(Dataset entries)
+--

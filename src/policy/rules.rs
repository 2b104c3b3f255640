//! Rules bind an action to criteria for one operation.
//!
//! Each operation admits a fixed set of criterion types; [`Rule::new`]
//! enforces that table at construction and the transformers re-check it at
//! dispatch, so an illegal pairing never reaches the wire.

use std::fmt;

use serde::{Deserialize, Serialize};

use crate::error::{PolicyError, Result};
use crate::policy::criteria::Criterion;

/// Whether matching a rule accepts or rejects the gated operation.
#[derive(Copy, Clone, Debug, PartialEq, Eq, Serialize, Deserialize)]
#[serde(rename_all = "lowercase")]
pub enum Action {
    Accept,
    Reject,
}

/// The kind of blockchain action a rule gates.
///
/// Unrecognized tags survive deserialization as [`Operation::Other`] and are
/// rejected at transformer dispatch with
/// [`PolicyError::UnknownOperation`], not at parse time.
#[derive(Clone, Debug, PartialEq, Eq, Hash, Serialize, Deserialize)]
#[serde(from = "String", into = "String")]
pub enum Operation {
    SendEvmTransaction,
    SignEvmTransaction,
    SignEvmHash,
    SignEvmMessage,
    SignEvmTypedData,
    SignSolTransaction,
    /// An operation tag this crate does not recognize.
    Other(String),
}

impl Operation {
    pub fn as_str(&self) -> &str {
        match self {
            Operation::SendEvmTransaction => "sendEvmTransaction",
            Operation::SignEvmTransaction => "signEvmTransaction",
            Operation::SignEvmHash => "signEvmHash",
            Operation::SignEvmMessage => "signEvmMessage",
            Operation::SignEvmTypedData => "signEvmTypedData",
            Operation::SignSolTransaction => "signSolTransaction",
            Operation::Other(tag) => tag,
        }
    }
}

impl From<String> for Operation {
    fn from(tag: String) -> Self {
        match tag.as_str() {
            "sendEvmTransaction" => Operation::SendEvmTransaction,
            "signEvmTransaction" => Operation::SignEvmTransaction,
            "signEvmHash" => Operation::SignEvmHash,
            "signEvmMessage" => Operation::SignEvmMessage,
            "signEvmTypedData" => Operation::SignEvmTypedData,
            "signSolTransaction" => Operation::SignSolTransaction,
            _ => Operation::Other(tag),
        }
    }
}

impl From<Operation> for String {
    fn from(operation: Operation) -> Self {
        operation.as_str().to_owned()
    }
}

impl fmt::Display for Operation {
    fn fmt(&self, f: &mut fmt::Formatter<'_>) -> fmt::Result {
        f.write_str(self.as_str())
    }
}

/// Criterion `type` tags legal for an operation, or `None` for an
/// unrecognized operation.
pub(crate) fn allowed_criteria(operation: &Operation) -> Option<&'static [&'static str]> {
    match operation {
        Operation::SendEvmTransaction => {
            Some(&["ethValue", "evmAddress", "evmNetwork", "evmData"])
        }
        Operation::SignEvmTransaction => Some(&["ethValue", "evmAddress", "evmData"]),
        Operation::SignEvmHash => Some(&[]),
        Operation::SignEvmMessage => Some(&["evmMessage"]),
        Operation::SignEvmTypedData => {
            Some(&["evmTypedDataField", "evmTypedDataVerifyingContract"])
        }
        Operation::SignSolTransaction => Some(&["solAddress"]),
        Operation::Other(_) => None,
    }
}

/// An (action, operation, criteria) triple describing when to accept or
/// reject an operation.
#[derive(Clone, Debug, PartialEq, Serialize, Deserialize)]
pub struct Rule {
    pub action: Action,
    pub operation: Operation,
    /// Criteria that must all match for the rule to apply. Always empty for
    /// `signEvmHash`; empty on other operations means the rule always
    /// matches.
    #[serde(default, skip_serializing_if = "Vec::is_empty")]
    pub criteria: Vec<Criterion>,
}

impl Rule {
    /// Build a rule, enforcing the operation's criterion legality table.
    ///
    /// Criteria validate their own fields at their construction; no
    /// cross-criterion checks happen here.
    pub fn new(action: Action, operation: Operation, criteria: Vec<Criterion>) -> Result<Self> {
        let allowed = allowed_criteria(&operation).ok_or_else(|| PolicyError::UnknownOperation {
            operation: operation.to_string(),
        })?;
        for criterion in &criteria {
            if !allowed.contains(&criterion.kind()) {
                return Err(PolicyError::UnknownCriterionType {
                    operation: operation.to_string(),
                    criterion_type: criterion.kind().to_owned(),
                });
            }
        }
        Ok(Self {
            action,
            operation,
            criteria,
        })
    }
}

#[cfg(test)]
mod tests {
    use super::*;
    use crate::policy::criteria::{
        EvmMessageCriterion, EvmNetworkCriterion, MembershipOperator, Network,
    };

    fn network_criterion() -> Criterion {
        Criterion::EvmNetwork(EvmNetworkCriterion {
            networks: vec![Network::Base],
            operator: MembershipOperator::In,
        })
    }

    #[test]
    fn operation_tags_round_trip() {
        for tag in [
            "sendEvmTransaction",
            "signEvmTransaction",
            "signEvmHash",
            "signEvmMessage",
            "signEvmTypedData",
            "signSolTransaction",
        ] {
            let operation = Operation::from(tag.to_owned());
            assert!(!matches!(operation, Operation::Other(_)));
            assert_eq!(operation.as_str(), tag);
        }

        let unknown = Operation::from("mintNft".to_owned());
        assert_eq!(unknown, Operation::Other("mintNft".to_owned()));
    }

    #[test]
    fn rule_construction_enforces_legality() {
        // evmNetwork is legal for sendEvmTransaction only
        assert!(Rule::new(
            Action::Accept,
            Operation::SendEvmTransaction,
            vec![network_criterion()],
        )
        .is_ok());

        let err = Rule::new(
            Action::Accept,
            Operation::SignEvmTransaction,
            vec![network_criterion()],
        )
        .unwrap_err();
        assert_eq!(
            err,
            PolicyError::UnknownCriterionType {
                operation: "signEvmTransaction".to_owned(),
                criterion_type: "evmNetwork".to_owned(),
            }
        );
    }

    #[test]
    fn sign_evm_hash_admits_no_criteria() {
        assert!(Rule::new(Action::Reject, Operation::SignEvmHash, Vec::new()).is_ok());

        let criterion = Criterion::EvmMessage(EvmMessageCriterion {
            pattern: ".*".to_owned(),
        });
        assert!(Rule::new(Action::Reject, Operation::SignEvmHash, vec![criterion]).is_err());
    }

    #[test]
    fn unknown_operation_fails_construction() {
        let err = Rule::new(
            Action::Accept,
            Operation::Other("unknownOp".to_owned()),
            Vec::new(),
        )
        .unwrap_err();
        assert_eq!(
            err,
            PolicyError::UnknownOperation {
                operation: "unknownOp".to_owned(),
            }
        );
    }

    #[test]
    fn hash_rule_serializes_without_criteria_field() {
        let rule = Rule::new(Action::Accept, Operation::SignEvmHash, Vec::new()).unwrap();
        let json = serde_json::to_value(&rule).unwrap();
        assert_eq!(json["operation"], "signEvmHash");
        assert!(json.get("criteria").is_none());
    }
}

+--

What you need to do: Transcribe the full set of records precisely.

Task output:
filename src/policy/rules.rs
repository 2b104c3b3f255640
//! Rules bind an action to criteria for one operation.
//!
//! Each operation admits a fixed set of criterion types; [`Rule::new`]
//! enforces that table at construction and the transformers re-check it at
//! dispatch, so an illegal pairing never reaches the wire.

use std::fmt;

use serde::{Deserialize, Serialize};

use crate::error::{PolicyError, Result};
use crate::policy::criteria::Criterion;

/// Whether matching a rule accepts or rejects the gated operation.
#[derive(Copy, Clone, Debug, PartialEq, Eq, Serialize, Deserialize)]
#[serde(rename_all = "lowercase")]
pub enum Action {
    Accept,
    Reject,
}

/// The kind of blockchain action a rule gates.
///
/// Unrecognized tags survive deserialization as [`Operation::Other`] and are
/// rejected at transformer dispatch with
/// [`PolicyError::UnknownOperation`], not at parse time.
#[derive(Clone, Debug, PartialEq, Eq, Hash, Serialize, Deserialize)]
#[serde(from = "String", into = "String")]
pub enum Operation {
    SendEvmTransaction,
    SignEvmTransaction,
    SignEvmHash,
    SignEvmMessage,
    SignEvmTypedData,
    SignSolTransaction,
    /// An operation tag this crate does not recognize.
    Other(String),
}

impl Operation {
    pub fn as_str(&self) -> &str {
        match self {
            Operation::SendEvmTransaction => "sendEvmTransaction",
            Operation::SignEvmTransaction => "signEvmTransaction",
            Operation::SignEvmHash => "signEvmHash",
            Operation::SignEvmMessage => "signEvmMessage",
            Operation::SignEvmTypedData => "signEvmTypedData",
            Operation::SignSolTransaction => "signSolTransaction",
            Operation::Other(tag) => tag,
        }
    }
}

impl From<String> for Operation {
    fn from(tag: String) -> Self {
        match tag.as_str() {
            "sendEvmTransaction" => Operation::SendEvmTransaction,
            "signEvmTransaction" => Operation::SignEvmTransaction,
            "signEvmHash" => Operation::SignEvmHash,
            "signEvmMessage" => Operation::SignEvmMessage,
            "signEvmTypedData" => Operation::SignEvmTypedData,
            "signSolTransaction" => Operation::SignSolTransaction,
            _ => Operation::Other(tag),
        }
    }
}

impl From<Operation> for String {
    fn from(operation: Operation) -> Self {
        operation.as_str().to_owned()
    }
}

impl fmt::Display for Operation {
    fn fmt(&self, f: &mut fmt::Formatter<'_>) -> fmt::Result {
        f.write_str(self.as_str())
    }
}

/// Criterion `type` tags legal for an operation, or `None` for an
/// unrecognized operation.
pub(crate) fn allowed_criteria(operation: &Operation) -> Option<&'static [&'static str]> {
    match operation {
        Operation::SendEvmTransaction => {
            Some(&["ethValue", "evmAddress", "evmNetwork", "evmData"])
        }
        Operation::SignEvmTransaction => Some(&["ethValue", "evmAddress", "evmData"]),
        Operation::SignEvmHash => Some(&[]),
        Operation::SignEvmMessage => Some(&["evmMessage"]),
        Operation::SignEvmTypedData => {
            Some(&["evmTypedDataField", "evmTypedDataVerifyingContract"])
        }
        Operation::SignSolTransaction => Some(&["solAddress"]),
        Operation::Other(_) => None,
    }
}

/// An (action, operation, criteria) triple describing when to accept or
/// reject an operation.
#[derive(Clone, Debug, PartialEq, Serialize, Deserialize)]
pub struct Rule {
    pub action: Action,
    pub operation: Operation,
    /// Criteria that must all match for the rule to apply. Always empty for
    /// `signEvmHash`; empty on other operations means the rule always
    /// matches.
    #[serde(default, skip_serializing_if = "Vec::is_empty")]
    pub criteria: Vec<Criterion>,
}

impl Rule {
    /// Build a rule, enforcing the operation's criterion legality table.
    ///
    /// Criteria validate their own fields at their construction; no
    /// cross-criterion checks happen here.
    pub fn new(action: Action, operation: Operation, criteria: Vec<Criterion>) -> Result<Self> {
        let allowed = allowed_criteria(&operation).ok_or_else(|| PolicyError::UnknownOperation {
            operation: operation.to_string(),
        })?;
        for criterion in &criteria {
            if !allowed.contains(&criterion.kind()) {
                return Err(PolicyError::UnknownCriterionType {
                    operation: operation.to_string(),
                    criterion_type: criterion.kind().to_owned(),
                });
            }
        }
        Ok(Self {
            action,
            operation,
            criteria,
        })
    }
}

#[cfg(test)]
mod tests {
    use super::*;
    use crate::policy::criteria::{
        EvmMessageCriterion, EvmNetworkCriterion, MembershipOperator, Network,
    };

    fn network_criterion() -> Criterion {
        Criterion::EvmNetwork(EvmNetworkCriterion {
            networks: vec![Network::Base],
            operator: MembershipOperator::In,
        })
    }

    #[test]
    fn operation_tags_round_trip() {
        for tag in [
            "sendEvmTransaction",
            "signEvmTransaction",
            "signEvmHash",
            "signEvmMessage",
            "signEvmTypedData",
            "signSolTransaction",
        ] {
            let operation = Operation::from(tag.to_owned());
            assert!(!matches!(operation, Operation::Other(_)));
            assert_eq!(operation.as_str(), tag);
        }

        let unknown = Operation::from("mintNft".to_owned());
        assert_eq!(unknown, Operation::Other("mintNft".to_owned()));
    }

    #[test]
    fn rule_construction_enforces_legality() {
        // evmNetwork is legal for sendEvmTransaction only
        assert!(Rule::new(
            Action::Accept,
            Operation::SendEvmTransaction,
            vec![network_criterion()],
        )
        .is_ok());

        let err = Rule::new(
            Action::Accept,
            Operation::SignEvmTransaction,
            vec![network_criterion()],
        )
        .unwrap_err();
        assert_eq!(
            err,
            PolicyError::UnknownCriterionType {
                operation: "signEvmTransaction".to_owned(),
                criterion_type: "evmNetwork".to_owned(),
            }
        );
    }

    #[test]
    fn sign_evm_hash_admits_no_criteria() {
        assert!(Rule::new(Action::Reject, Operation::SignEvmHash, Vec::new()).is_ok());

        let criterion = Criterion::EvmMessage(EvmMessageCriterion {
            pattern: ".*".to_owned(),
        });
        assert!(Rule::new(Action::Reject, Operation::SignEvmHash, vec![criterion]).is_err());
    }

    #[test]
    fn unknown_operation_fails_construction() {
        let err = Rule::new(
            Action::Accept,
            Operation::Other("unknownOp".to_owned()),
            Vec::new(),
        )
        .unwrap_err();
        assert_eq!(
            err,
            PolicyError::UnknownOperation {
                operation: "unknownOp".to_owned(),
            }
        );
    }

    #[test]
    fn hash_rule_serializes_without_criteria_field() {
        let rule = Rule::new(Action::Accept, Operation::SignEvmHash, Vec::new()).unwrap();
        let json = serde_json::to_value(&rule).unwrap();
        assert_eq!(json["operation"], "signEvmHash");
        assert!(json.get("criteria").is_none());
    }
}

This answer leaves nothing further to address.